Cour d’Assises de Lomé : le procureur général exige la rigueur des jurés

Les juges de la Cour d'appel Les juges de la Cour d'appel

La Cour d'Appel de Lomé a débuté lundi  les audiences pour le compte de l'année judiciaire 2018-2019. Au cours de ces Assises, fort est de constater que les infractions sont en hausse par rapport à la session 2018. A cet effet, le procureur général exige plus de rigueur de la part des jurés.

Lors de la session  2018, les dossiers par types d’infractions avaient relevé 18 relatifs aux infractions contre les stupéfiants, 14 relatifs à la pédophilie, 07 pour viol et infractions assimilées et 13 dossiers relatifs à l'atteinte à la vie.

Cette année, les infractions relatives aux stupéfiants sont passées de 18 à 25, celles relatives à la pédophilie de 14 à 7, d'atteinte à la vie de 13 à 18. Les dossiers relatifs au viol n'ont ni évolués ni régressés (7).

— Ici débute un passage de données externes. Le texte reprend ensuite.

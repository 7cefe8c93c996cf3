// Chart settings domain model
use crate::domain::model::MachineId;
use serde::Deserialize;
use std::fmt;
use std::str::FromStr;

pub const DEFAULT_AGGREGATION_OPERATOR: AggregationOperator = AggregationOperator::Median;
pub const DEFAULT_QUANTILE: f64 = 0.5;

#[derive(Debug, Clone, Copy, PartialEq, Eq, Hash, Deserialize)]
#[serde(rename_all = "lowercase")]
pub enum AggregationOperator {
    Median,
    Min,
    Max,
    Quantile,
}

impl AggregationOperator {
    pub const ALL: [AggregationOperator; 4] = [
        AggregationOperator::Median,
        AggregationOperator::Min,
        AggregationOperator::Max,
        AggregationOperator::Quantile,
    ];

    pub fn as_str(&self) -> &'static str {
        match self {
            AggregationOperator::Median => "median",
            AggregationOperator::Min => "min",
            AggregationOperator::Max => "max",
            AggregationOperator::Quantile => "quantile",
        }
    }

    /// Only `quantile` is parameterised
    pub fn takes_argument(&self) -> bool {
        matches!(self, AggregationOperator::Quantile)
    }
}

impl fmt::Display for AggregationOperator {
    fn fmt(&self, f: &mut fmt::Formatter<'_>) -> fmt::Result {
        f.write_str(self.as_str())
    }
}

impl FromStr for AggregationOperator {
    type Err = String;

    fn from_str(s: &str) -> Result<Self, Self::Err> {
        Self::ALL
            .into_iter()
            .find(|op| op.as_str() == s)
            .ok_or_else(|| format!("unknown aggregation operator: {}", s))
    }
}

/// User-facing chart settings, persisted through a `SettingsStore`.
///
/// The aggregation operator stays `None` until the user picks one; the default is
/// applied when a query is built, not here.
#[derive(Debug, Clone, PartialEq)]
pub struct ChartSettings {
    pub server_url: String,
    pub selected_product: Option<String>,
    pub selected_machine: Option<MachineId>,
    pub aggregation_operator: Option<AggregationOperator>,
    pub quantile: f64,
    pub show_scrollbar_x_preview: bool,
}

impl Default for ChartSettings {
    fn default() -> Self {
        Self {
            server_url: String::new(),
            selected_product: None,
            selected_machine: None,
            aggregation_operator: None,
            quantile: DEFAULT_QUANTILE,
            show_scrollbar_x_preview: true,
        }
    }
}

impl ChartSettings {
    /// Selected product, treating an empty string as no selection
    pub fn product(&self) -> Option<&str> {
        self.selected_product.as_deref().filter(|p| !p.is_empty())
    }
}
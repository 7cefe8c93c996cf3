// Keyed debounce timers
use std::collections::HashMap;
use std::future::Future;
use std::hash::Hash;
use std::time::Duration;
use tokio::task::JoinHandle;

struct Pending {
    generation: u64,
    timer: JoinHandle<()>,
}

/// One pending timer per key. Scheduling again under the same key cancels the pending
/// timer and starts a new quiet period.
///
/// A timer that already fired may have its notification in flight when it gets
/// replaced, so the receiver confirms with `complete` before acting on it.
pub struct Debouncer<K> {
    pending: HashMap<K, Pending>,
    next_generation: u64,
}

impl<K> Default for Debouncer<K> {
    fn default() -> Self {
        Self {
            pending: HashMap::new(),
            next_generation: 0,
        }
    }
}

impl<K: Eq + Hash + Clone> Debouncer<K> {
    pub fn new() -> Self {
        Self::default()
    }

    /// Runs `fire(generation)` once `delay` passes without another `schedule` for `key`.
    pub fn schedule<F, Fut>(&mut self, key: K, delay: Duration, fire: F) -> u64
    where
        F: FnOnce(u64) -> Fut + Send + 'static,
        Fut: Future<Output = ()> + Send + 'static,
    {
        self.cancel(&key);

        self.next_generation += 1;
        let generation = self.next_generation;
        let timer = tokio::spawn(async move {
            tokio::time::sleep(delay).await;
            fire(generation).await;
        });
        self.pending.insert(key, Pending { generation, timer });
        generation
    }

    /// True if `generation` is the live timer for `key`; the key is no longer pending afterwards.
    pub fn complete(&mut self, key: &K, generation: u64) -> bool {
        match self.pending.get(key) {
            Some(p) if p.generation == generation => {
                self.pending.remove(key);
                true
            }
            _ => false,
        }
    }

    pub fn is_pending(&self, key: &K) -> bool {
        self.pending.contains_key(key)
    }

    pub fn cancel(&mut self, key: &K) {
        if let Some(p) = self.pending.remove(key) {
            p.timer.abort();
        }
    }

    pub fn cancel_all(&mut self) {
        for (_, p) in self.pending.drain() {
            p.timer.abort();
        }
    }
}

impl<K> Drop for Debouncer<K> {
    fn drop(&mut self) {
        for p in self.pending.values() {
            p.timer.abort();
        }
    }
}
// Chart renderer capability and the lazily populated per-pane renderer cache
use crate::domain::chart_data::LineChartDataManager;
use crate::domain::settings::ChartSettings;
use serde_json::Value;
use std::collections::BTreeMap;
use std::fmt;
use std::sync::Arc;

#[derive(Debug, Clone, Copy, PartialEq, Eq, Hash, PartialOrd, Ord)]
pub enum PaneId {
    LineDuration,
    LineInstant,
    ClusteredDuration,
    ClusteredInstant,
}

impl PaneId {
    pub const LINE: [PaneId; 2] = [PaneId::LineDuration, PaneId::LineInstant];
    pub const CLUSTERED: [PaneId; 2] = [PaneId::ClusteredDuration, PaneId::ClusteredInstant];

    pub fn is_instant(&self) -> bool {
        matches!(self, PaneId::LineInstant | PaneId::ClusteredInstant)
    }

    pub fn as_str(&self) -> &'static str {
        match self {
            PaneId::LineDuration => "line-duration",
            PaneId::LineInstant => "line-instant",
            PaneId::ClusteredDuration => "clustered-duration",
            PaneId::ClusteredInstant => "clustered-instant",
        }
    }
}

impl fmt::Display for PaneId {
    fn fmt(&self, f: &mut fmt::Formatter<'_>) -> fmt::Result {
        f.write_str(self.as_str())
    }
}

/// Per-run line chart
pub trait LineChartRenderer: Send {
    fn render(&mut self, data: &LineChartDataManager) -> anyhow::Result<()>;

    fn scrollbar_x_preview_option_changed(&mut self, show: bool);

    fn dispose(&mut self);
}

/// Chart of server-side aggregates. `data` is the grouped metrics payload as sent by the server.
pub trait ClusteredChartRenderer: Send {
    fn set_data(&mut self, data: Value) -> anyhow::Result<()>;

    fn dispose(&mut self);
}

pub trait RendererFactory: Send + Sync {
    fn line_chart(&self, pane: PaneId, settings: &ChartSettings) -> Box<dyn LineChartRenderer>;

    fn clustered_chart(&self, pane: PaneId) -> Box<dyn ClusteredChartRenderer>;
}

/// Renderers are created on first use and live until `dispose_all`.
pub struct RendererRegistry {
    factory: Arc<dyn RendererFactory>,
    line: BTreeMap<PaneId, Box<dyn LineChartRenderer>>,
    clustered: BTreeMap<PaneId, Box<dyn ClusteredChartRenderer>>,
}

impl RendererRegistry {
    pub fn new(factory: Arc<dyn RendererFactory>) -> Self {
        Self {
            factory,
            line: BTreeMap::new(),
            clustered: BTreeMap::new(),
        }
    }

    pub fn len(&self) -> usize {
        self.line.len() + self.clustered.len()
    }

    /// Renders the same data into every line pane. A failing pane is logged and skipped.
    pub fn render_line_charts(&mut self, data: &LineChartDataManager, settings: &ChartSettings) {
        for pane in PaneId::LINE {
            let factory = &self.factory;
            let renderer = self
                .line
                .entry(pane)
                .or_insert_with(|| factory.line_chart(pane, settings));

            if let Err(e) = renderer.render(data) {
                tracing::error!("Cannot render {} chart: {:#}", pane, e);
            }
        }
    }

    pub fn set_clustered_data(&mut self, pane: PaneId, data: Value) {
        let factory = &self.factory;
        let renderer = self
            .clustered
            .entry(pane)
            .or_insert_with(|| factory.clustered_chart(pane));

        if let Err(e) = renderer.set_data(data) {
            tracing::error!("Cannot render {} chart: {:#}", pane, e);
        }
    }

    /// Only already created line charts are notified
    pub fn scrollbar_x_preview_option_changed(&mut self, show: bool) {
        for renderer in self.line.values_mut() {
            renderer.scrollbar_x_preview_option_changed(show);
        }
    }

    pub fn dispose_all(&mut self) {
        for (pane, mut renderer) in std::mem::take(&mut self.clustered) {
            tracing::debug!("Disposing {} chart", pane);
            renderer.dispose();
        }
        for (pane, mut renderer) in std::mem::take(&mut self.line) {
            tracing::debug!("Disposing {} chart", pane);
            renderer.dispose();
        }
    }
}
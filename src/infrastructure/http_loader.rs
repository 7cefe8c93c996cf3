// reqwest implementation of the JSON loading capability
use crate::application::json_loader::{JsonLoader, LoadError, Notification, Notifier};
use async_trait::async_trait;
use serde_json::Value;
use std::time::Duration;

#[derive(Debug, Clone)]
pub struct HttpJsonLoader {
    client: reqwest::Client,
}

impl HttpJsonLoader {
    pub fn new(timeout: Duration) -> Result<Self, LoadError> {
        let client = reqwest::Client::builder()
            .timeout(timeout)
            .build()
            .map_err(|e| LoadError::Transport {
                url: String::new(),
                message: e.to_string(),
            })?;
        Ok(Self { client })
    }

    async fn fetch(&self, url: &str) -> Result<Option<Value>, LoadError> {
        let response = self
            .client
            .get(url)
            .header("Accept", "application/json")
            .send()
            .await
            .map_err(|e| LoadError::Transport {
                url: url.to_string(),
                message: e.to_string(),
            })?;

        if !response.status().is_success() {
            return Err(LoadError::Status {
                url: url.to_string(),
                status: response.status().as_u16(),
            });
        }

        let body = response.text().await.map_err(|e| LoadError::Transport {
            url: url.to_string(),
            message: e.to_string(),
        })?;
        if body.trim().is_empty() {
            return Ok(None);
        }

        serde_json::from_str::<Value>(&body)
            .map(|value| if value.is_null() { None } else { Some(value) })
            .map_err(|e| LoadError::Decode {
                url: url.to_string(),
                message: e.to_string(),
            })
    }
}

#[async_trait]
impl JsonLoader for HttpJsonLoader {
    async fn load_json(&self, url: &str, notifier: &dyn Notifier) -> Result<Option<Value>, LoadError> {
        match self.fetch(url).await {
            Ok(value) => Ok(value),
            // The server answered but with something unusable: tell the user, treat as no data
            Err(e @ (LoadError::Status { .. } | LoadError::Decode { .. })) => {
                tracing::warn!("{}", e);
                notifier.notify(Notification::error("Cannot load data", e.to_string()));
                Ok(None)
            }
            Err(e) => Err(e),
        }
    }
}
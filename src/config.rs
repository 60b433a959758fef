use serde::Deserialize;

#[derive(Debug, Clone, Deserialize)]
pub struct JwtConfig {
    pub secret: String,
    pub issuer: String,
    pub audience: String,
    pub ttl_minutes: i64,
    pub refresh_ttl_minutes: i64,
}

/// Knobs for the match lifecycle.
#[derive(Debug, Clone, Deserialize)]
pub struct MatchingConfig {
    /// How many times match creation re-runs selection when the chosen
    /// candidate was claimed by a concurrent request.
    pub create_attempts: u32,
    /// Optimistic-concurrency retries for a single transition.
    pub transition_attempts: u32,
    /// When set, a friendship whose quest is not completed counts as an
    /// ongoing relationship: it blocks new matches and hides the user from
    /// candidate pools.
    pub friend_quests_block_matching: bool,
}

impl Default for MatchingConfig {
    fn default() -> Self {
        Self {
            create_attempts: 3,
            transition_attempts: 3,
            friend_quests_block_matching: false,
        }
    }
}

#[derive(Debug, Clone, Deserialize)]
pub struct AppConfig {
    pub database_url: String,
    pub jwt: JwtConfig,
    pub matching: MatchingConfig,
}

impl AppConfig {
    pub fn from_env() -> anyhow::Result<Self> {
        let database_url = std::env::var("DATABASE_URL")?;
        let jwt = JwtConfig {
            secret: std::env::var("JWT_SECRET")?,
            issuer: std::env::var("JWT_ISSUER").unwrap_or_else(|_| "kindred".into()),
            audience: std::env::var("JWT_AUDIENCE").unwrap_or_else(|_| "kindred-users".into()),
            ttl_minutes: env_parsed("JWT_TTL_MINUTES").unwrap_or(60),
            refresh_ttl_minutes: env_parsed("JWT_REFRESH_TTL_MINUTES").unwrap_or(60 * 24 * 14),
        };
        let defaults = MatchingConfig::default();
        let matching = MatchingConfig {
            create_attempts: env_parsed("MATCH_CREATE_ATTEMPTS")
                .filter(|n| *n > 0)
                .unwrap_or(defaults.create_attempts),
            transition_attempts: env_parsed("MATCH_TRANSITION_ATTEMPTS")
                .filter(|n| *n > 0)
                .unwrap_or(defaults.transition_attempts),
            friend_quests_block_matching: env_parsed("FRIEND_QUESTS_BLOCK_MATCHING")
                .unwrap_or(defaults.friend_quests_block_matching),
        };
        Ok(Self {
            database_url,
            jwt,
            matching,
        })
    }
}

fn env_parsed<T: std::str::FromStr>(key: &str) -> Option<T> {
    std::env::var(key).ok().and_then(|v| v.trim().parse::<T>().ok())
}
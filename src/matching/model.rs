use std::{fmt, str::FromStr};

use anyhow::Context;
use serde::{Deserialize, Serialize};
use sqlx::FromRow;
use time::OffsetDateTime;
use uuid::Uuid;

use crate::error::ApiError;

/// Relationship state of a match.
#[derive(Debug, Clone, Copy, PartialEq, Eq, Serialize, Deserialize)]
#[serde(tag = "state", rename_all = "snake_case")]
pub enum MatchStatus {
    /// Freshly paired, neither side has asked for friendship.
    Live,
    /// One participant asked to become friends and waits for the other.
    FriendRequested { by: Uuid },
    /// Both agreed; the match is now a persistent friendship.
    Friend,
}

/// Database spellings of the live states.
pub const LIVE_STATUSES: [&str; 2] = ["live", "friend_requested"];

impl MatchStatus {
    /// Live matches hold both participants: nobody in one may be paired again.
    pub fn is_live(&self) -> bool {
        matches!(self, MatchStatus::Live | MatchStatus::FriendRequested { .. })
    }

    pub fn db_name(&self) -> &'static str {
        match self {
            MatchStatus::Live => "live",
            MatchStatus::FriendRequested { .. } => "friend_requested",
            MatchStatus::Friend => "friend",
        }
    }

    pub fn requested_by(&self) -> Option<Uuid> {
        match self {
            MatchStatus::FriendRequested { by } => Some(*by),
            _ => None,
        }
    }

    pub fn from_db(status: &str, requested_by: Option<Uuid>) -> anyhow::Result<Self> {
        match (status, requested_by) {
            ("live", None) => Ok(MatchStatus::Live),
            ("friend_requested", Some(by)) => Ok(MatchStatus::FriendRequested { by }),
            ("friend", None) => Ok(MatchStatus::Friend),
            (other, by) => {
                anyhow::bail!("inconsistent match status {other:?} (requested_by={by:?})")
            }
        }
    }
}

/// Progress of the quest attached to a match.
#[derive(Debug, Clone, Copy, PartialEq, Eq, Serialize, Deserialize)]
#[serde(rename_all = "lowercase")]
pub enum TaskStatus {
    Pending,
    Ongoing,
    Completed,
}

impl TaskStatus {
    pub fn as_str(self) -> &'static str {
        match self {
            TaskStatus::Pending => "pending",
            TaskStatus::Ongoing => "ongoing",
            TaskStatus::Completed => "completed",
        }
    }
}

impl FromStr for TaskStatus {
    type Err = anyhow::Error;

    fn from_str(s: &str) -> Result<Self, Self::Err> {
        match s {
            "pending" => Ok(TaskStatus::Pending),
            "ongoing" => Ok(TaskStatus::Ongoing),
            "completed" => Ok(TaskStatus::Completed),
            other => anyhow::bail!("unknown task status {other:?}"),
        }
    }
}

/// Two users paired around a shared quest.
#[derive(Debug, Clone, PartialEq, Eq, Serialize)]
pub struct Match {
    pub id: Uuid,
    pub participant_a: Uuid,
    pub participant_b: Uuid,
    pub status: MatchStatus,
    /// Number of traits the participants shared when they were paired.
    pub score: i32,
    pub task_id: Uuid,
    pub task_status: TaskStatus,
    pub task_proof_url: Option<String>,
    #[serde(skip)]
    pub version: i64,
    #[serde(with = "time::serde::rfc3339")]
    pub created_at: OffsetDateTime,
    #[serde(with = "time::serde::rfc3339")]
    pub updated_at: OffsetDateTime,
}

impl Match {
    pub fn has_participant(&self, user_id: Uuid) -> bool {
        self.participant_a == user_id || self.participant_b == user_id
    }

    pub fn partner_of(&self, user_id: Uuid) -> Option<Uuid> {
        if self.participant_a == user_id {
            Some(self.participant_b)
        } else if self.participant_b == user_id {
            Some(self.participant_a)
        } else {
            None
        }
    }

    pub fn is_live(&self) -> bool {
        self.status.is_live()
    }

    /// What a participant should see as "my match right now": anything live,
    /// or a friendship whose quest is still open.
    pub fn is_current(&self) -> bool {
        self.is_live()
            || (self.status == MatchStatus::Friend && self.task_status != TaskStatus::Completed)
    }

    /// Whether this match keeps its participants out of new pairings.
    pub fn blocks_new_match(&self, friend_quests_block: bool) -> bool {
        if friend_quests_block {
            self.is_current()
        } else {
            self.is_live()
        }
    }
}

/// Input for inserting a freshly selected pair.
#[derive(Debug, Clone, PartialEq, Eq)]
pub struct NewMatch {
    pub participant_a: Uuid,
    pub participant_b: Uuid,
    pub score: i32,
    pub task_id: Uuid,
}

#[derive(Debug, FromRow)]
pub struct MatchRow {
    pub id: Uuid,
    pub participant_a: Uuid,
    pub participant_b: Uuid,
    pub status: String,
    pub requested_by: Option<Uuid>,
    pub score: i32,
    pub task_id: Uuid,
    pub task_status: String,
    pub task_proof_url: Option<String>,
    pub version: i64,
    pub created_at: OffsetDateTime,
    pub updated_at: OffsetDateTime,
}

impl TryFrom<MatchRow> for Match {
    type Error = anyhow::Error;

    fn try_from(r: MatchRow) -> Result<Self, Self::Error> {
        let status = MatchStatus::from_db(&r.status, r.requested_by)
            .with_context(|| format!("match {}", r.id))?;
        let task_status = r
            .task_status
            .parse()
            .with_context(|| format!("match {}", r.id))?;
        Ok(Self {
            id: r.id,
            participant_a: r.participant_a,
            participant_b: r.participant_b,
            status,
            score: r.score,
            task_id: r.task_id,
            task_status,
            task_proof_url: r.task_proof_url,
            version: r.version,
            created_at: r.created_at,
            updated_at: r.updated_at,
        })
    }
}

/// Operations a participant can request on an existing match.
#[derive(Debug, Clone, Copy, PartialEq, Eq)]
pub enum MatchAction {
    RequestFriend,
    AcceptFriend,
    DeclineFriend,
    PartWays,
    StartTask,
    CompleteTask,
    AssignTask,
}

impl MatchAction {
    pub fn as_str(self) -> &'static str {
        match self {
            MatchAction::RequestFriend => "request_friend",
            MatchAction::AcceptFriend => "accept_friend",
            MatchAction::DeclineFriend => "decline_friend",
            MatchAction::PartWays => "part_ways",
            MatchAction::StartTask => "start_task",
            MatchAction::CompleteTask => "complete_task",
            MatchAction::AssignTask => "assign_task",
        }
    }
}

impl fmt::Display for MatchAction {
    fn fmt(&self, f: &mut fmt::Formatter<'_>) -> fmt::Result {
        f.write_str(self.as_str())
    }
}

impl FromStr for MatchAction {
    type Err = ApiError;

    fn from_str(s: &str) -> Result<Self, Self::Err> {
        match s {
            "request_friend" => Ok(MatchAction::RequestFriend),
            "accept_friend" => Ok(MatchAction::AcceptFriend),
            "decline_friend" => Ok(MatchAction::DeclineFriend),
            "part_ways" => Ok(MatchAction::PartWays),
            "start_task" => Ok(MatchAction::StartTask),
            "complete_task" => Ok(MatchAction::CompleteTask),
            "assign_task" => Ok(MatchAction::AssignTask),
            other => Err(ApiError::InvalidAction(other.to_string())),
        }
    }
}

Ces différentes variations, selon le Procureur général près de la Cour d'Appel de Lomé, Kodjo Garba Gnambi, sont  liées au faite qu’au cours de la session 2018,  les acteurs de la justice se sont montrés plus laxistes  en ce qui concerne les infractions contre les stupéfiants, à l'atteinte à la vie et au viol mais plus dissuasifs en ce qui concerne la pédophilie.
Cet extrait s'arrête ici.